Jane Austin’s Mansfield Park is 200 years old this year, and in celebration I’m reading and reviewing as many spinoff tales and DVD’s as I can find, as well as tweeting quotes from the original book. This month it’s Mansfield Ranch, one of the Jane Austen Diaries by Jenni James.
The Austen Diaries are re-tellings of the Austen novels with the protagonists re-imagined as modern teenagers. If Mansfield Ranch is a good example, they are effectively high school romance – not a genre I normally read, and not one I particularly care for. That said, the story is well-written and well-edited, and the Kindle edition (the only one Amazon lists) is properly formatted.
The parallels with Mansfield Park are definitely present, though Mrs. Norris and Tom are missing. Lily (Fanny) is a foster child rather than a cousin, and the play (a high school play) is The Music Man rather than Lovers’ Vows.
I had a hard time getting into the book, largely because of a total disinterest on my part in high school doings. Two-thirds of the way through, when Lily is sent to live with her previously-unknown grandmother on the Reservation, I found my interest rising, but if I hadn’t promised myself to write this review I’d never have gotten that far. The ending was much better. But there are two points that bother me.

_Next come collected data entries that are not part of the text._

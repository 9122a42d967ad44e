//! Purpose: Define the table service used by the HTTP server and the CLI.
//! Exports: `ExposedTables`, `ValidationMode`, `TableService`, `TableDescription`.
//! Role: Single boundary joining the exposed-table set, the CSV loader, and schemas.
//! Invariants: Only names in the exposed set are ever resolved to files.
//! Invariants: Every load reads the file from disk; nothing is cached.

use std::path::{Path, PathBuf};
use std::sync::Arc;

use crate::core::error::{Error, ErrorKind};
use crate::core::loader::{self, LoadedTable, Record};
use crate::core::schema::{FieldType, SchemaRegistry};
use crate::table_paths::{TableNameResolveError, check_table_name, resolve_table_path};

pub type ApiResult<T> = Result<T, Error>;

pub const DEFAULT_EXPOSED_TABLES: &str =
    "delivery_events,fuel_purchases,safety_incidents,maintenance_records";

/// The fixed, ordered set of table names served for the life of the process.
#[derive(Clone, Debug, Eq, PartialEq)]
pub struct ExposedTables(Vec<String>);

impl ExposedTables {
    /// Parses a comma-separated list. Entries are trimmed, blanks dropped,
    /// and repeats collapsed to their first occurrence.
    pub fn parse(list: &str) -> ApiResult<Self> {
        let mut names: Vec<String> = Vec::new();
        for name in list.split(',').map(str::trim).filter(|name| !name.is_empty()) {
            check_table_name(name).map_err(|err| name_error(name, err))?;
            if !names.iter().any(|existing| existing == name) {
                names.push(name.to_string());
            }
        }
        if names.is_empty() {
            return Err(Error::new(ErrorKind::Usage)
                .with_message("no tables are exposed")
                .with_hint("Set EXPOSED_TABLES to a comma-separated list of table names."));
        }
        Ok(Self(names))
    }

    pub fn contains(&self, name: &str) -> bool {
        self.0.iter().any(|exposed| exposed == name)
    }

    pub fn names(&self) -> &[String] {
        &self.0
    }
}

impl Default for ExposedTables {
    fn default() -> Self {
        Self(
            DEFAULT_EXPOSED_TABLES
                .split(',')
                .map(str::to_string)
                .collect(),
        )
    }
}

#[derive(Clone, Copy, Debug, Default, Eq, PartialEq)]
pub enum ValidationMode {
    #[default]
    Strict,
    Off,
}

#[derive(Clone, Debug, PartialEq)]
pub struct TableDescription {
    pub table: String,
    pub columns: Vec<(String, FieldType)>,
}

#[derive(Clone, Debug)]
pub struct TableService {
    data_dir: PathBuf,
    exposed: Arc<ExposedTables>,
    schemas: Arc<SchemaRegistry>,
    validation: ValidationMode,
}

impl TableService {
    pub fn new(data_dir: impl Into<PathBuf>, exposed: ExposedTables) -> Self {
        Self {
            data_dir: data_dir.into(),
            exposed: Arc::new(exposed),
            schemas: Arc::new(SchemaRegistry::builtin()),
            validation: ValidationMode::Strict,
        }
    }

    pub fn with_schemas(mut self, schemas: SchemaRegistry) -> Self {
        self.schemas = Arc::new(schemas);
        self
    }

    pub fn with_validation(mut self, validation: ValidationMode) -> Self {
        self.validation = validation;
        self
    }

    pub fn data_dir(&self) -> &Path {
        &self.data_dir
    }

    pub fn exposed(&self) -> &ExposedTables {
        &self.exposed
    }

    pub fn validation(&self) -> ValidationMode {
        self.validation
    }

    pub fn table_path(&self, table: &str) -> ApiResult<PathBuf> {
        if !self.exposed.contains(table) {
            return Err(Error::new(ErrorKind::NotExposed)
                .with_message(format!("table '{table}' is not exposed"))
                .with_table(table)
                .with_hint(format!("Exposed tables: {}", self.exposed.names().join(", "))));
        }
        resolve_table_path(table, &self.data_dir).map_err(|err| name_error(table, err))
    }

    /// Reads and, unless validation is off, coerces every row of `table`.
    pub fn load(&self, table: &str) -> ApiResult<LoadedTable> {
        let path = self.table_path(table)?;
        let mut loaded = loader::read_csv(table, &path)?;
        if self.validation == ValidationMode::Strict {
            self.schemas.check_header(table, &loaded.columns)?;
            let records = std::mem::take(&mut loaded.records);
            loaded.records = records
                .into_iter()
                .enumerate()
                .map(|(index, record)| self.schemas.validate(table, index as u64 + 1, record))
                .collect::<ApiResult<Vec<Record>>>()?;
        }
        tracing::info!(table, rows = loaded.len(), path = %path.display(), "loaded table");
        Ok(loaded)
    }

    pub fn records(&self, table: &str) -> ApiResult<Vec<Record>> {
        self.load(table).map(|loaded| loaded.records)
    }

    /// Column names from the file header, typed by the declared schema
    /// where one applies and `string` otherwise.
    pub fn describe(&self, table: &str) -> ApiResult<TableDescription> {
        let path = self.table_path(table)?;
        let loaded = loader::read_csv(table, &path)?;
        let schema = match self.validation {
            ValidationMode::Strict => self.schemas.get(table),
            ValidationMode::Off => None,
        };
        let columns = loaded
            .columns
            .into_iter()
            .map(|column| {
                let field_type = schema
                    .and_then(|schema| schema.get(&column))
                    .map_or(FieldType::String, |spec| spec.field_type);
                (column, field_type)
            })
            .collect();
        Ok(TableDescription {
            table: table.to_string(),
            columns,
        })
    }

    /// Names of the CSV files present in the data directory, sorted. A
    /// missing directory lists as empty.
    pub fn list_tables(&self) -> ApiResult<Vec<String>> {
        let entries = match std::fs::read_dir(&self.data_dir) {
            Ok(entries) => entries,
            Err(err) if err.kind() == std::io::ErrorKind::NotFound => return Ok(Vec::new()),
            Err(err) => {
                return Err(Error::new(ErrorKind::Io)
                    .with_message("failed to read data directory")
                    .with_path(&self.data_dir)
                    .with_source(err));
            }
        };

        let mut tables = Vec::new();
        for entry in entries {
            let entry = entry.map_err(|err| {
                Error::new(ErrorKind::Io)
                    .with_message("failed to read data directory entry")
                    .with_path(&self.data_dir)
                    .with_source(err)
            })?;
            let path = entry.path();
            let is_csv = path
                .extension()
                .and_then(|ext| ext.to_str())
                .is_some_and(|ext| ext.eq_ignore_ascii_case("csv"));
            if !is_csv || !path.is_file() {
                continue;
            }
            if let Some(stem) = path.file_stem().and_then(|stem| stem.to_str()) {
                tables.push(stem.to_string());
            }
        }
        tables.sort();
        Ok(tables)
    }
}

fn name_error(name: &str, err: TableNameResolveError) -> Error {
    Error::new(ErrorKind::Usage)
        .with_message(err.message())
        .with_table(name)
}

First is Princess Buttercup, the mare Sean gives Lily. Has Lily fallen in love with the horse from seeing her online? Could a 3-year-old possibly be as well trained as this horse is projected as being, or even a good mount for a 16-year-old’s first horse? If Lily is knowledgeable enough about horses to continue her training, would she challenge her cousin to an immediate race on a strange horse?
The second lies with the definition of incest.
Lily, the Benallys and Lily’s grandmother are all said to be Navajo. The Benallys (including Sean) may have assimilated to the point that Sean sees Lily, his foster sister, as too much a sister for romantic thoughts, but the grandmother, at least, is likely to be more concerned about Mrs. Benally’s clan affiliation. The point is that traditional Navajo society is matrilineal, and the definition of incest is based on not marrying someone of the same clan (which is determined by the clan of the mother) or of the same clan as one’s father.
Over all, however, I think it would be a decent read for someone who likes YA romance.